The Abuse of Discretionary Justice

In "Living in the PSA (Police State of America)", Russ Kick offers an attack on two decisions by the Wisconsin Supreme Court that created a "slippery slope" to an encroaching police state. A 22-year old man was jailed for ten years, in an Ohio case, when a probation officer discovered a private diary that contained child pornography. The man was jailed under state obscenity laws, despite the facts that the diary did not contravene the probation order and was obtained by police during a no-knock raid for marijuana. The Wisconsin Supreme Court also upheld a 1999 circuit judge order, that forbade a Wisconsin man who fathered nine children by four mothers and who was unable to pay child support, to have any further children until 2004.

In the same indignant vein, Kick points to the disturbing possibility that potential parents who are unemployed, live below the poverty line, or who are drug dependent, may be stripped of their "privilege" to have children. He cites the very convincing dissent by Justice Possner and Chief Justice Shirley Abrahamson that the Ohio case decision overturned 80 years of legal precedent by establishing a "good faith" exception. Kick portrays these decisions as the forerunner to the kind of nightmarish scenario to be found in dystopian science fiction.

Kick's argument should receive the sympathetic attention of activists who are concerned when the State targets despised groups, in order to establish discriminative precedents that are gradually widened in scope. His books and Alternewswire site catalogue the abuse of legal positivism by those not constrained by clear rules. Kick’s call to focus on the US Supreme Court is doubly poignant after the 12 December 2000 ruling that handed the presidential election to George W. Bush, whose administration has championed a revitalized role for faith-based charities and other social institutions at a "mythic membership"-level. His arguments are worth considering because they convey the fears of many people, and reflect a position on "legal positivism" that is increasingly being held.
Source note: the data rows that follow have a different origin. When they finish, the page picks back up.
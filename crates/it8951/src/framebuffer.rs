//! Packed 4bpp framebuffer with dirty-rectangle tracking
//!
//! Two pixels share a byte: even x in the high nibble, odd x in the low
//! nibble. That is the horizontal layout the controller expects for 4bpp
//! image loads, so rows can be streamed as they are stored.

use alloc::vec::Vec;

use crate::config::Dimensions;
use crate::error::AllocError;
use crate::region::Region;

/// Bounding box of the pixels written since the last flush
#[derive(Clone, Copy, Debug, Default, PartialEq, Eq)]
pub struct DirtyRect {
    min_x: u16,
    min_y: u16,
    max_x: u16,
    max_y: u16,
    touched: bool,
}

impl DirtyRect {
    /// Empty tracker
    pub const fn new() -> Self {
        Self {
            min_x: 0,
            min_y: 0,
            max_x: 0,
            max_y: 0,
            touched: false,
        }
    }

    /// Widen to include `(x, y)`
    pub fn include(&mut self, x: u16, y: u16) {
        if self.touched {
            self.min_x = self.min_x.min(x);
            self.min_y = self.min_y.min(y);
            self.max_x = self.max_x.max(x);
            self.max_y = self.max_y.max(y);
        } else {
            *self = Self {
                min_x: x,
                min_y: y,
                max_x: x,
                max_y: y,
                touched: true,
            };
        }
    }

    /// Mark every pixel of `dims` dirty
    pub fn cover(&mut self, dims: Dimensions) {
        if dims.width == 0 || dims.height == 0 {
            return;
        }
        self.include(0, 0);
        self.include(dims.width - 1, dims.height - 1);
    }

    /// Forget everything
    pub fn reset(&mut self) {
        *self = Self::new();
    }

    /// `true` if nothing was written since the last reset
    pub fn is_empty(&self) -> bool {
        !self.touched
    }

    /// Largest x written, 0 if none
    pub fn max_x(&self) -> u16 {
        self.max_x
    }

    /// Largest y written, 0 if none
    pub fn max_y(&self) -> u16 {
        self.max_y
    }

    /// Covered region
    ///
    /// An empty tracker yields the single pixel at the origin, so a flush
    /// without drawing still loads and refreshes a minimal area.
    pub fn region(&self) -> Region {
        if !self.touched {
            return Region::new(0, 0, 1, 1);
        }
        Region::new(
            self.min_x,
            self.min_y,
            self.max_x - self.min_x + 1,
            self.max_y - self.min_y + 1,
        )
    }
}

/// Heap-allocated 4bpp pixel buffer in logical (rotated) coordinates
pub struct Framebuffer {
    buffer: Vec<u8>,
    dims: Dimensions,
    dirty: DirtyRect,
}

impl Framebuffer {
    /// Allocate a zeroed buffer for `dims`
    ///
    /// # Errors
    ///
    /// Returns [`AllocError`] if the heap cannot provide the buffer.
    pub fn try_new(dims: Dimensions) -> Result<Self, AllocError> {
        let bytes = dims.buffer_size();
        let mut buffer = Vec::new();
        buffer
            .try_reserve_exact(bytes)
            .map_err(|_| AllocError { bytes })?;
        buffer.resize(bytes, 0);
        Ok(Self {
            buffer,
            dims,
            dirty: DirtyRect::new(),
        })
    }

    /// Buffer dimensions
    pub fn dimensions(&self) -> Dimensions {
        self.dims
    }

    /// Raw packed bytes
    pub fn as_bytes(&self) -> &[u8] {
        &self.buffer
    }

    /// Dirty tracker
    pub fn dirty(&self) -> &DirtyRect {
        &self.dirty
    }

    /// Forget the dirty region
    pub fn reset_dirty(&mut self) {
        self.dirty.reset();
    }

    /// Store the low 4 bits of `level` at `(x, y)`
    ///
    /// Out-of-range coordinates are ignored. Returns whether the pixel was
    /// written.
    pub fn write_pixel(&mut self, x: i32, y: i32, level: u8) -> bool {
        let Some((x, y, index)) = self.locate(x, y) else {
            return false;
        };
        let level = level & 0x0F;
        let byte = &mut self.buffer[index];
        *byte = if x % 2 == 0 {
            (*byte & 0x0F) | (level << 4)
        } else {
            (*byte & 0xF0) | level
        };
        self.dirty.include(x, y);
        true
    }

    /// Level stored at `(x, y)`, `None` off the panel
    pub fn pixel(&self, x: i32, y: i32) -> Option<u8> {
        let (x, _, index) = self.locate(x, y)?;
        let byte = self.buffer[index];
        Some(if x % 2 == 0 { byte >> 4 } else { byte & 0x0F })
    }

    /// Set every pixel to `level` and mark the whole buffer dirty
    pub fn fill(&mut self, level: u8) {
        let level = level & 0x0F;
        self.buffer.fill((level << 4) | level);
        self.dirty.cover(self.dims);
    }

    /// Pixel words for `region`, row by row
    ///
    /// Each word carries four pixels, leftmost in the high nibble. Rows are
    /// padded with zero pixels up to a whole word. `region.x` must be even,
    /// which any 4-aligned region satisfies.
    pub fn packed_words(&self, region: Region) -> impl Iterator<Item = u16> + '_ {
        let stride = self.dims.stride();
        let first_col = usize::from(region.x) / 2;
        let words_per_row = usize::from(region.w).div_ceil(4);
        let rows = usize::from(region.y)..usize::from(region.y) + usize::from(region.h);

        rows.flat_map(move |row| {
            let bytes = self
                .buffer
                .get(row * stride..(row + 1) * stride)
                .unwrap_or(&[]);
            (0..words_per_row).map(move |i| {
                let col = first_col + i * 2;
                let hi = bytes.get(col).copied().unwrap_or(0);
                let lo = bytes.get(col + 1).copied().unwrap_or(0);
                u16::from_be_bytes([hi, lo])
            })
        })
    }

    fn locate(&self, x: i32, y: i32) -> Option<(u16, u16, usize)> {
        let x = u16::try_from(x).ok()?;
        let y = u16::try_from(y).ok()?;
        if x >= self.dims.width || y >= self.dims.height {
            return None;
        }
        let index = usize::from(y) * self.dims.stride() + usize::from(x) / 2;
        Some((x, y, index))
    }
}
Yet although I agree with Russ Kick's view that the Wisconsin decisions have created two dangerous precedents, I respectfully disagree about the implications of the choice between State-imposed rules on the one hand and individual rights on the other. A critique of Kick's reasoning might produce self-reflection about the moral foundations of autonomy and how legal reasoning is applied by the judiciary to guide self-conduct. It might also amplify some current problems within conspiriology and parapolitical discourse.

The Rebellion Against Individualism

Many of Kick’s concerns are rooted in the American belief that the primary goal of justice is fairness to individuals, enshrined by Enightenment "social contract" theories (Hobbes, Locke, Rousseau) and US Constitution interpretations. The Enlightenment tradition imparts the individual with "unalienable rights" which conflict with group will and the bureaucratic institutions of the nation-state, a conflict most evident in the realms of personal autonomy and family law.

This conflict is further obscured when viewed through the lens of the bipolar political spectrum: the progressive left ascribes the roots of inequality to social structures, the conservative right links them to self-progress, and the religious right uses the rhetoric of "family values" as a guise to impose its moral guidelines on a secular society that undermines its very worldview.

Kick warns against the resurging specter of eugenics and 1920s America's enforced sterilization laws that were the blueprint for Nazi Germany’s depopulation pogroms. ". . . the unavoidable implication is that the State has now declared it can strip a person of the right to have children. You may feel they did it for a good reason, but there's always a "good" reason to deprive us of our rights," Kick wrote me in a private e-mail when I offered a contrarian view, ". . . if you're going to start forbidding people from having kids because of the well-being of the child, you've just opened a Pandora's box. Then why not forbid the poor and drug users from having kids? Why not the mentally disabled? Why not go back to the mandatory sterilization laws of the 1920s/1930s in the US? Those were done for the "good" of the children that would've been born to the "feeble-minded" and for the "good" of society as a whole. By allowing the State to forbid even one person from having children, you've just set foot on an extremely slippery slope."

Kick points to an important "historical wildcard" within US history. His argument in the context of the Wisconsin decision, however, is much more convincing than the case's legal reasoning may indicate.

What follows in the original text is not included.